La política económica oficial se caracteriza por concebir que no haya mejor política económica que la que no existe o la que surge de las fuerzas del mercado. Los resultados están a la vista. Mientras las economías emergentes y en desarrollo están creciendo a los mayores ritmos en 30 años, arrojando tasa promedio de 6.6 por ciento, nosotros ni la mitad alcanzamos. Ello implica reconocer que en México no se crecerá al famoso 7 por ciento ni se destinará 8 por ciento del PIB a la educación, ni uno por ciento a la investigación científica ni otro tanto a la educación superior ni se generarán los empleos prometidos, etcétera, etcétera, etcétera. La política económica oficial es un fracaso no sólo por confundir sus prioridades, sino por su clara ineficiencia para cumplirlas.

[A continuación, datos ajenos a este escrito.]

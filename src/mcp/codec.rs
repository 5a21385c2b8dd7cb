//! Newline-delimited message codec.
//!
//! One JSON value per line in both directions. Every outgoing message is
//! flushed as soon as it is written.

use serde::Serialize;
use serde_json::Value;
use tokio::io::{AsyncBufRead, AsyncBufReadExt, AsyncWrite, AsyncWriteExt};

use super::transport::JsonRpcRequest;
use crate::errors::{CodeIndexError, Result};

/// Decodes one line into a request or notification.
///
/// Text that is not JSON fails with `MalformedMessage`; JSON that is not a
/// protocol envelope fails with `InvalidRequest`, carrying the `id` member
/// when one could be recovered.
pub fn decode_message(line: &str) -> Result<JsonRpcRequest> {
    let value: Value =
        serde_json::from_str(line).map_err(|e| CodeIndexError::MalformedMessage {
            message: e.to_string(),
        })?;
    decode_value(value)
}

/// Decodes an already-parsed JSON value into a request or notification.
pub fn decode_value(value: Value) -> Result<JsonRpcRequest> {
    let id = value.get("id").cloned();
    if !value.is_object() {
        return Err(CodeIndexError::InvalidRequest {
            message: "message must be a JSON object".to_string(),
            id,
        });
    }
    serde_json::from_value(value).map_err(|e| CodeIndexError::InvalidRequest {
        message: e.to_string(),
        id,
    })
}

/// Encodes a message as a single line, without the trailing newline.
pub fn encode_message<T: Serialize>(message: &T) -> Result<String> {
    Ok(serde_json::to_string(message)?)
}

/// Reads newline-delimited units from a byte stream.
pub struct MessageReader<R> {
    inner: R,
    buf: Vec<u8>,
}

impl<R: AsyncBufRead + Unpin> MessageReader<R> {
    pub fn new(inner: R) -> Self {
        Self {
            inner,
            buf: Vec::new(),
        }
    }

    /// Returns the next line with its terminator stripped, or `None` at end
    /// of stream. Invalid UTF-8 is replaced rather than rejected, leaving the
    /// decoder to report the line as malformed.
    pub async fn next_line(&mut self) -> Result<Option<String>> {
        self.buf.clear();
        let read = self.inner.read_until(b'\n', &mut self.buf).await?;
        if read == 0 {
            return Ok(None);
        }
        let line = String::from_utf8_lossy(&self.buf);
        Ok(Some(line.trim_end_matches(['\n', '\r']).to_string()))
    }
}

/// Writes newline-delimited messages, flushing after each one.
pub struct MessageWriter<W> {
    inner: W,
}

impl<W: AsyncWrite + Unpin> MessageWriter<W> {
    pub fn new(inner: W) -> Self {
        Self { inner }
    }

    pub async fn send<T: Serialize>(&mut self, message: &T) -> Result<()> {
        let mut line = encode_message(message)?;
        line.push('\n');
        self.inner.write_all(line.as_bytes()).await?;
        self.inner.flush().await?;
        Ok(())
    }

    pub fn into_inner(self) -> W {
        self.inner
    }
}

De ahí la delicada y suprema responsabilidad histórica y política de los legisladores. Pueden entramparse en las ramas pudiendo apreciar e incidir en el bosque. Las prioridades son evidentes y no son muchas, y se cuenta con los instrumentos presupuestales para atenderlas al menos gradualmente: salud, educación, campo, infraestructura productiva, energéticos. En el cómo hacerlo estaría la diferencia de calidad, y en el cuánto destinar a esos rubros, la diferencia de cantidad. Y bueno, Ƒpara quién? En responder con criterio político, económico y social se ubica la diferencia de prioridades que deben aquilatar nuestros representantes en San Lázaro en los próximos 15 días. Ojalá no se equivoquen.